__ASSIGNED TASK__.
Please write out each entry below exactly as given.

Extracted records
◆ ◆ ◆ ◆

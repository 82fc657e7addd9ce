use anyhow::{Context, Result};
use serde::{Deserialize, Serialize};
use std::{collections::BTreeMap, fs, path::PathBuf, sync::RwLock};

#[derive(Debug, Clone, Serialize, Deserialize)]
#[serde(rename_all = "camelCase", default)]
pub struct ProctorConfig {
    /// Base URL of the remote collector.
    pub collector_url: String,
    /// Warnings tolerated per violation category before the session is voided.
    pub max_warnings: u32,
    /// Manual resizes below this many pixels on both axes are treated as
    /// OS-driven layout jitter and ignored.
    pub resize_threshold_px: u32,
    /// Per-request timeout for collector calls.
    pub report_timeout_secs: u64,
    pub process_check_initial_delay_secs: u64,
    pub process_check_interval_secs: u64,
    /// Case-insensitive substrings matched against running process names.
    pub suspicious_apps: Vec<String>,
    /// Menu/keyboard action ids blocked while a session is active, with the
    /// human label shown in the warning dialog.
    pub restricted_actions: BTreeMap<String, String>,
    /// Directory holding the SQLite session record and the audit logs.
    pub data_dir: PathBuf,
}

impl Default for ProctorConfig {
    fn default() -> Self {
        Self {
            collector_url: "http://localhost:8080".into(),
            max_warnings: 3,
            resize_threshold_px: 20,
            report_timeout_secs: 5,
            process_check_initial_delay_secs: 10,
            process_check_interval_secs: 30,
            suspicious_apps: default_suspicious_apps(),
            restricted_actions: default_restricted_actions(),
            data_dir: PathBuf::from(".examguard"),
        }
    }
}

fn default_suspicious_apps() -> Vec<String> {
    [
        // Browsers
        "chrome", "firefox", "safari", "edge",
        // Messaging
        "telegram", "whatsapp", "slack", "discord",
        // Text editors
        "notepad", "textedit", "word", "excel",
    ]
    .into_iter()
    .map(String::from)
    .collect()
}

fn default_restricted_actions() -> BTreeMap<String, String> {
    [
        ("ShowSettings", "Settings"),
        ("WelcomeScreen.Settings", "Settings"),
        ("ShowProjectStructureSettings", "Project Structure Settings"),
        ("ShowApplicationSettings", "Application Settings"),
        ("PluginSettings", "Plugin Settings"),
        ("ConfigurePlugins", "Plugin Management"),
        ("Plugins.InstallPlugin", "Plugin Management"),
        ("Plugins.UninstallPlugin", "Plugin Management"),
        ("Plugins.DisablePlugins", "Plugin Management"),
        ("ExternalTools", "External Tools"),
        ("ExternalToolsGroup", "External Tools"),
        ("Terminal.OpenInTerminal", "Terminal"),
        ("OpenInBrowser", "Browser"),
        ("ExportSettings", "Settings Export"),
        ("ImportSettings", "Settings Import"),
        ("SearchEverywhere", "Search Everywhere"),
        ("GotoAction", "Find Action"),
        ("TogglePresentationMode", "Presentation Mode Toggle"),
        ("ToggleFullScreen", "Full Screen Toggle"),
        ("RestartIde", "Restart"),
        ("Exit", "Exit"),
    ]
    .into_iter()
    .map(|(id, label)| (id.to_string(), label.to_string()))
    .collect()
}

/// On-disk configuration store: loads once at startup, falls back to
/// defaults when the file is missing or unreadable, persists on update.
pub struct ConfigStore {
    path: PathBuf,
    data: RwLock<ProctorConfig>,
}

impl ConfigStore {
    pub fn new(path: PathBuf) -> Result<Self> {
        let data = if path.exists() {
            let contents = fs::read_to_string(&path)
                .with_context(|| format!("failed to read config from {}", path.display()))?;
            serde_json::from_str(&contents).unwrap_or_default()
        } else {
            ProctorConfig::default()
        };

        Ok(Self {
            path,
            data: RwLock::new(data),
        })
    }

    pub fn get(&self) -> ProctorConfig {
        self.data.read().unwrap().clone()
    }

    pub fn update(&self, config: ProctorConfig) -> Result<()> {
        let mut guard = self.data.write().unwrap();
        *guard = config;
        self.persist(&guard)
    }

    fn persist(&self, data: &ProctorConfig) -> Result<()> {
        let serialized = serde_json::to_string_pretty(data)?;
        fs::write(&self.path, serialized)
            .with_context(|| format!("failed to write config to {}", self.path.display()))
    }
}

◆ ◆ ◆ ◆

__RESULT OF THIS TASK__.
repository 82fc657e7addd9ce
use anyhow::{Context, Result};
use serde::{Deserialize, Serialize};
use std::{collections::BTreeMap, fs, path::PathBuf, sync::RwLock};

#[derive(Debug, Clone, Serialize, Deserialize)]
#[serde(rename_all = "camelCase", default)]
pub struct ProctorConfig {
    /// Base URL of the remote collector.
    pub collector_url: String,
    /// Warnings tolerated per violation category before the session is voided.
    pub max_warnings: u32,
    /// Manual resizes below this many pixels on both axes are treated as
    /// OS-driven layout jitter and ignored.
    pub resize_threshold_px: u32,
    /// Per-request timeout for collector calls.
    pub report_timeout_secs: u64,
    pub process_check_initial_delay_secs: u64,
    pub process_check_interval_secs: u64,
    /// Case-insensitive substrings matched against running process names.
    pub suspicious_apps: Vec<String>,
    /// Menu/keyboard action ids blocked while a session is active, with the
    /// human label shown in the warning dialog.
    pub restricted_actions: BTreeMap<String, String>,
    /// Directory holding the SQLite session record and the audit logs.
    pub data_dir: PathBuf,
}

impl Default for ProctorConfig {
    fn default() -> Self {
        Self {
            collector_url: "http://localhost:8080".into(),
            max_warnings: 3,
            resize_threshold_px: 20,
            report_timeout_secs: 5,
            process_check_initial_delay_secs: 10,
            process_check_interval_secs: 30,
            suspicious_apps: default_suspicious_apps(),
            restricted_actions: default_restricted_actions(),
            data_dir: PathBuf::from(".examguard"),
        }
    }
}

fn default_suspicious_apps() -> Vec<String> {
    [
        // Browsers
        "chrome", "firefox", "safari", "edge",
        // Messaging
        "telegram", "whatsapp", "slack", "discord",
        // Text editors
        "notepad", "textedit", "word", "excel",
    ]
    .into_iter()
    .map(String::from)
    .collect()
}

fn default_restricted_actions() -> BTreeMap<String, String> {
    [
        ("ShowSettings", "Settings"),
        ("WelcomeScreen.Settings", "Settings"),
        ("ShowProjectStructureSettings", "Project Structure Settings"),
        ("ShowApplicationSettings", "Application Settings"),
        ("PluginSettings", "Plugin Settings"),
        ("ConfigurePlugins", "Plugin Management"),
        ("Plugins.InstallPlugin", "Plugin Management"),
        ("Plugins.UninstallPlugin", "Plugin Management"),
        ("Plugins.DisablePlugins", "Plugin Management"),
        ("ExternalTools", "External Tools"),
        ("ExternalToolsGroup", "External Tools"),
        ("Terminal.OpenInTerminal", "Terminal"),
        ("OpenInBrowser", "Browser"),
        ("ExportSettings", "Settings Export"),
        ("ImportSettings", "Settings Import"),
        ("SearchEverywhere", "Search Everywhere"),
        ("GotoAction", "Find Action"),
        ("TogglePresentationMode", "Presentation Mode Toggle"),
        ("ToggleFullScreen", "Full Screen Toggle"),
        ("RestartIde", "Restart"),
        ("Exit", "Exit"),
    ]
    .into_iter()
    .map(|(id, label)| (id.to_string(), label.to_string()))
    .collect()
}

/// On-disk configuration store: loads once at startup, falls back to
/// defaults when the file is missing or unreadable, persists on update.
pub struct ConfigStore {
    path: PathBuf,
    data: RwLock<ProctorConfig>,
}

impl ConfigStore {
    pub fn new(path: PathBuf) -> Result<Self> {
        let data = if path.exists() {
            let contents = fs::read_to_string(&path)
                .with_context(|| format!("failed to read config from {}", path.display()))?;
            serde_json::from_str(&contents).unwrap_or_default()
        } else {
            ProctorConfig::default()
        };

        Ok(Self {
            path,
            data: RwLock::new(data),
        })
    }

    pub fn get(&self) -> ProctorConfig {
        self.data.read().unwrap().clone()
    }

    pub fn update(&self, config: ProctorConfig) -> Result<()> {
        let mut guard = self.data.write().unwrap();
        *guard = config;
        self.persist(&guard)
    }

    fn persist(&self, data: &ProctorConfig) -> Result<()> {
        let serialized = serde_json::to_string_pretty(data)?;
        fs::write(&self.path, serialized)
            .with_context(|| format!("failed to write config to {}", self.path.display()))
    }
}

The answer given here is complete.